» **Exercise**: For the records that follow, say how many lines have the word "AppState" in them. Write the number and nothing more.

::: Material for this task :::

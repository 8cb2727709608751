//! Per-image load state with fallback substitution.
//!
//! Each displayed image has its own slot. A missing URL or a failed load puts
//! that slot, and only that slot, into [`ImageSlot::Fallback`].

use std::borrow::Borrow;
use std::collections::HashMap;
use std::hash::Hash;

/// Load state of one displayed image.
#[derive(Debug, Clone, PartialEq, Eq)]
pub enum ImageSlot<T> {
    /// Fetch in flight.
    Pending,
    /// Decoded image ready for display.
    Ready(T),
    /// Show the fallback asset instead.
    Fallback,
}

impl<T> ImageSlot<T> {
    /// Whether the fallback asset is shown.
    pub const fn is_fallback(&self) -> bool {
        matches!(self, Self::Fallback)
    }

    /// The loaded image, if any.
    pub const fn ready(&self) -> Option<&T> {
        match self {
            Self::Ready(image) => Some(image),
            _ => None,
        }
    }
}

/// Image slots keyed by their position in a view.
#[derive(Debug, Clone)]
pub struct ImageStore<K, T> {
    slots: HashMap<K, ImageSlot<T>>,
}

impl<K, T> Default for ImageStore<K, T> {
    fn default() -> Self {
        Self {
            slots: HashMap::new(),
        }
    }
}

impl<K: Eq + Hash, T> ImageStore<K, T> {
    /// Create an empty store.
    pub fn new() -> Self {
        Self::default()
    }

    /// Register an image slot.
    ///
    /// Returns the URL to fetch when the slot is new and has a usable URL. A
    /// blank or missing URL goes straight to the fallback asset.
    pub fn track(&mut self, key: K, url: Option<&str>) -> Option<String> {
        if self.slots.contains_key(&key) {
            return None;
        }
        match url.map(str::trim).filter(|u| !u.is_empty()) {
            Some(url) => {
                self.slots.insert(key, ImageSlot::Pending);
                Some(url.to_string())
            }
            None => {
                self.slots.insert(key, ImageSlot::Fallback);
                None
            }
        }
    }

    /// Record a successful load. Returns `false` when the slot is no longer
    /// tracked.
    pub fn loaded(&mut self, key: K, image: T) -> bool {
        self.set(&key, ImageSlot::Ready(image))
    }

    /// Record a failed load. Other slots are untouched.
    pub fn failed(&mut self, key: K) -> bool {
        self.set(&key, ImageSlot::Fallback)
    }

    fn set(&mut self, key: &K, state: ImageSlot<T>) -> bool {
        match self.slots.get_mut(key) {
            Some(slot) => {
                *slot = state;
                true
            }
            None => false,
        }
    }

    /// Keep only the slots whose key passes `keep`.
    pub fn retain(&mut self, mut keep: impl FnMut(&K) -> bool) {
        self.slots.retain(|key, _| keep(key));
    }

    /// State of a slot, `None` when never tracked.
    pub fn get<Q>(&self, key: &Q) -> Option<&ImageSlot<T>>
    where
        K: Borrow<Q>,
        Q: Hash + Eq + ?Sized,
    {
        self.slots.get(key)
    }

    /// Number of tracked slots.
    pub fn len(&self) -> usize {
        self.slots.len()
    }

    /// Whether no slot is tracked.
    pub fn is_empty(&self) -> bool {
        self.slots.is_empty()
    }

    /// Forget every slot.
    pub fn clear(&mut self) {
        self.slots.clear();
    }
}

#[cfg(test)]
mod tests {
    use super::*;

    #[test]
    fn test_missing_url_uses_fallback() {
        let mut store: ImageStore<u8, ()> = ImageStore::new();
        assert_eq!(store.track(1, None), None);
        assert_eq!(store.track(2, Some("  ")), None);
        assert!(store.get(&1).is_some_and(ImageSlot::is_fallback));
        assert!(store.get(&2).is_some_and(ImageSlot::is_fallback));
    }

    #[test]
    fn test_slots_are_tracked_once() {
        let mut store: ImageStore<u8, ()> = ImageStore::new();
        assert_eq!(store.track(1, Some("https://img/a.jpg")).as_deref(), Some("https://img/a.jpg"));
        assert_eq!(store.track(1, Some("https://img/a.jpg")), None);
        assert_eq!(store.get(&1), Some(&ImageSlot::Pending));
    }

    #[test]
    fn test_failure_is_per_slot() {
        let mut store = ImageStore::new();
        let _ = store.track("a", Some("https://img/a.jpg"));
        let _ = store.track("b", Some("https://img/b.jpg"));
        store.loaded("a", 7);
        store.failed("b");
        assert_eq!(store.get(&"a").and_then(ImageSlot::ready), Some(&7));
        assert!(store.get(&"b").is_some_and(ImageSlot::is_fallback));
    }

    #[test]
    fn test_results_for_dropped_slots_are_ignored() {
        let mut store = ImageStore::new();
        let _ = store.track("a", Some("https://img/a.jpg"));
        let _ = store.track("b", Some("https://img/b.jpg"));
        store.retain(|key| *key == "b");

        assert!(!store.loaded("a", 1));
        assert!(!store.failed("a"));
        assert!(store.get(&"a").is_none());
        assert!(store.loaded("b", 2));
        assert_eq!(store.len(), 1);
    }
}
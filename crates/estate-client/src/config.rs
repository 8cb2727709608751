//! Configuration types for the data-fetch adapter.

use std::fmt;
use std::time::Duration;

use serde::{Deserialize, Serialize};

/// Endpoint used when none is configured.
pub const DEFAULT_ENDPOINT: &str = "http://localhost:5189/graphql";

/// HTTP request timeout.
pub const DEFAULT_TIMEOUT: Duration = Duration::from_secs(30);

/// How long a successful response is reused for an identical request.
pub const DEFAULT_CACHE_TTL: Duration = Duration::from_secs(60);

/// How queries are sent over HTTP.
#[derive(Debug, Clone, Copy, PartialEq, Eq, Default, Serialize, Deserialize)]
#[serde(rename_all = "lowercase")]
pub enum Transport {
    /// `GET` with `query`, `operationName`, and `variables` URL parameters.
    #[default]
    Get,
    /// `POST` with a JSON body.
    Post,
}

impl Transport {
    /// Get a human-readable label.
    #[must_use]
    pub const fn label(&self) -> &'static str {
        match self {
            Self::Get => "GET",
            Self::Post => "POST",
        }
    }
}

impl fmt::Display for Transport {
    fn fmt(&self, f: &mut fmt::Formatter<'_>) -> fmt::Result {
        f.write_str(self.label())
    }
}

/// Settings for [`GraphQlClient`](crate::GraphQlClient).
#[derive(Debug, Clone, PartialEq, Eq)]
pub struct ClientConfig {
    /// GraphQL endpoint URL.
    pub endpoint: String,
    /// HTTP method used for queries.
    pub transport: Transport,
    /// Per-request timeout.
    pub timeout: Duration,
    /// Response cache lifetime. `Duration::ZERO` disables caching.
    pub cache_ttl: Duration,
}

impl Default for ClientConfig {
    fn default() -> Self {
        Self {
            endpoint: DEFAULT_ENDPOINT.to_string(),
            transport: Transport::default(),
            timeout: DEFAULT_TIMEOUT,
            cache_ttl: DEFAULT_CACHE_TTL,
        }
    }
}

impl ClientConfig {
    /// Create a config for the given endpoint with default settings.
    #[must_use]
    pub fn new(endpoint: impl Into<String>) -> Self {
        Self {
            endpoint: endpoint.into(),
            ..Default::default()
        }
    }

    /// Set the transport.
    #[must_use]
    pub fn with_transport(mut self, transport: Transport) -> Self {
        self.transport = transport;
        self
    }

    /// Set the request timeout.
    #[must_use]
    pub fn with_timeout(mut self, timeout: Duration) -> Self {
        self.timeout = timeout;
        self
    }

    /// Set the cache lifetime.
    #[must_use]
    pub fn with_cache_ttl(mut self, ttl: Duration) -> Self {
        self.cache_ttl = ttl;
        self
    }
}
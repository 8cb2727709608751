//! Estate Studio - GUI Library
//!
//! The desktop property catalog: application types, views, and the services
//! bridging the catalog client into iced tasks.
//!
//! Built with Iced 0.14.0 using the Elm architecture.

pub mod app;
pub mod cli;
pub mod component;
pub mod config;
pub mod error;
pub mod handler;
pub mod logging;
pub mod message;
pub mod service;
pub mod state;
pub mod theme;
pub mod view;
//! Empty, loading, and error state components.
//!
//! # Usage
//!
//! ```rust,ignore
//! use estate_gui::component::{EmptyState, ErrorState, LoadingState};
//! use iced_fonts::lucide;
//!
//! EmptyState::new(lucide::search_x().size(48), "No properties found")
//!     .description("Try a different search or widen the price range")
//!     .view();
//!
//! LoadingState::new("Loading properties").centered().view();
//!
//! ErrorState::new("Could not load properties")
//!     .message(&failure)
//!     .retry(Message::Listing(ListingMessage::Retry))
//!     .view();
//!
//! ErrorState::new("Could not load the property")
//!     .action("Back to listing", Message::Navigate(Route::Listing))
//!     .view();
//! ```

use iced::widget::{Space, button, column, container, text};
use iced::{Alignment, Border, Element, Length, Theme};
use iced_fonts::lucide;

use crate::theme::{
    BORDER_RADIUS_SM, EstateColors, SPACING_LG, SPACING_MD, SPACING_SM, SPACING_XL,
    button_primary,
};

// =============================================================================
// EMPTY STATE
// =============================================================================

/// Empty state with icon, title, and optional description.
pub struct EmptyState<'a, M> {
    icon: Element<'a, M>,
    title: String,
    description: Option<String>,
}

impl<'a, M: 'a> EmptyState<'a, M> {
    /// Create a new empty state with icon and title.
    pub fn new(icon: impl Into<Element<'a, M>>, title: impl Into<String>) -> Self {
        Self {
            icon: icon.into(),
            title: title.into(),
            description: None,
        }
    }

    /// Add a description below the title.
    pub fn description(mut self, desc: impl Into<String>) -> Self {
        self.description = Some(desc.into());
        self
    }

    /// Build the element.
    pub fn view(self) -> Element<'a, M> {
        let title_text = text(self.title)
            .size(16)
            .style(|theme: &Theme| text::Style {
                color: Some(theme.estate().text_secondary),
            });

        let mut content = column![self.icon, Space::new().height(SPACING_MD), title_text];

        if let Some(desc) = self.description {
            content =
                content
                    .push(Space::new().height(SPACING_SM))
                    .push(text(desc).size(13).style(|theme: &Theme| text::Style {
                        color: Some(theme.estate().text_muted),
                    }));
        }

        container(content.align_x(Alignment::Center))
            .width(Length::Fill)
            .padding([SPACING_XL * 2.0, 0.0])
            .center_x(Length::Fill)
            .into()
    }
}

// =============================================================================
// LOADING STATE
// =============================================================================

/// Loading state with spinner and optional title.
pub struct LoadingState {
    title: Option<String>,
    centered: bool,
}

impl LoadingState {
    /// Create a loading state with a title under the spinner.
    pub fn new(title: impl Into<String>) -> Self {
        Self {
            title: Some(title.into()),
            centered: false,
        }
    }

    /// Create a loading state showing the spinner only.
    pub fn spinner() -> Self {
        Self {
            title: None,
            centered: false,
        }
    }

    /// Center the content in a full-size container.
    pub fn centered(mut self) -> Self {
        self.centered = true;
        self
    }

    /// Build the element.
    pub fn view<'a, M: 'a>(self) -> Element<'a, M> {
        let icon = container(lucide::loader().size(40)).style(|theme: &Theme| container::Style {
            text_color: Some(theme.extended_palette().primary.base.color),
            ..Default::default()
        });

        let mut content = column![icon].align_x(Alignment::Center);

        if let Some(title) = self.title {
            content = content.push(Space::new().height(SPACING_LG)).push(
                text(title).size(16).style(|theme: &Theme| text::Style {
                    color: Some(theme.estate().text_secondary),
                }),
            );
        }

        if self.centered {
            container(content)
                .width(Length::Fill)
                .height(Length::Fill)
                .center_x(Length::Fill)
                .center_y(Length::Fill)
                .into()
        } else {
            container(content)
                .width(Length::Fill)
                .padding([SPACING_XL * 2.0, 0.0])
                .center_x(Length::Fill)
                .into()
        }
    }
}

// =============================================================================
// ERROR STATE
// =============================================================================

/// Error state with message and optional action.
pub struct ErrorState<M> {
    title: String,
    message: Option<String>,
    action: Option<(String, M)>,
}

impl<M: Clone> ErrorState<M> {
    /// Create a new error state with title.
    pub fn new(title: impl Into<String>) -> Self {
        Self {
            title: title.into(),
            message: None,
            action: None,
        }
    }

    /// Set the error message (shown in a container).
    pub fn message(mut self, msg: impl Into<String>) -> Self {
        self.message = Some(msg.into());
        self
    }

    /// Add an action button.
    pub fn action(mut self, label: impl Into<String>, message: M) -> Self {
        self.action = Some((label.into(), message));
        self
    }

    /// Message sent by the action button, if any.
    pub fn action_message(&self) -> Option<&M> {
        self.action.as_ref().map(|(_, message)| message)
    }

    /// Add a "Try again" button.
    pub fn retry(self, message: M) -> Self {
        self.action("Try again", message)
    }

    /// Build the element.
    pub fn view<'a>(self) -> Element<'a, M>
    where
        M: 'a,
    {
        let error_icon =
            container(lucide::circle_alert().size(48)).style(|theme: &Theme| container::Style {
                text_color: Some(theme.extended_palette().danger.base.color),
                ..Default::default()
            });

        let title_text = text(self.title)
            .size(18)
            .style(|theme: &Theme| text::Style {
                color: Some(theme.extended_palette().background.base.text),
            });

        let mut content = column![error_icon, Space::new().height(SPACING_LG), title_text]
            .align_x(Alignment::Center)
            .max_width(400.0);

        if let Some(msg) = self.message {
            let msg_text = text(msg).size(12).style(|theme: &Theme| text::Style {
                color: Some(theme.estate().text_muted),
            });
            content = content.push(Space::new().height(SPACING_SM)).push(
                container(msg_text)
                    .padding(SPACING_MD)
                    .style(|theme: &Theme| container::Style {
                        background: Some(theme.estate().background_secondary.into()),
                        border: Border {
                            radius: BORDER_RADIUS_SM.into(),
                            ..Default::default()
                        },
                        ..Default::default()
                    }),
            );
        }

        if let Some((label, message)) = self.action {
            content = content.push(Space::new().height(SPACING_LG)).push(
                button(text(label).size(14))
                    .on_press(message)
                    .padding([10.0, 24.0])
                    .style(button_primary),
            );
        }

        container(content)
            .width(Length::Fill)
            .padding([SPACING_XL * 2.0, 0.0])
            .center_x(Length::Fill)
            .into()
    }
}
//! Message handler architecture.
//!
//! Message handling logic lives outside the `App` struct, grouped by
//! feature. Each handler implements [`MessageHandler`] for one message type
//! and `App::update()` dispatches to it:
//!
//! ```ignore
//! pub fn update(&mut self, message: Message) -> Task<Message> {
//!     match message {
//!         Message::Listing(msg) => ListingHandler.handle(&mut self.state, msg),
//!         Message::Detail(msg) => DetailHandler.handle(&mut self.state, msg),
//!         // ...
//!     }
//! }
//! ```

mod detail;
mod listing;
mod navigation;

use iced::Task;

use crate::message::Message;
use crate::state::AppState;

pub use detail::DetailHandler;
pub use listing::{ListingHandler, refresh_listing};
pub use navigation::NavigationHandler;

/// Trait for handling messages in the Iced architecture.
///
/// Each handler is responsible for a specific message type and can access
/// the full application state.
pub trait MessageHandler<M> {
    /// Handle a message, potentially mutating state and returning a follow-up task.
    fn handle(&self, state: &mut AppState, msg: M) -> Task<Message>;
}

:::

» **Response for this exercise**: 2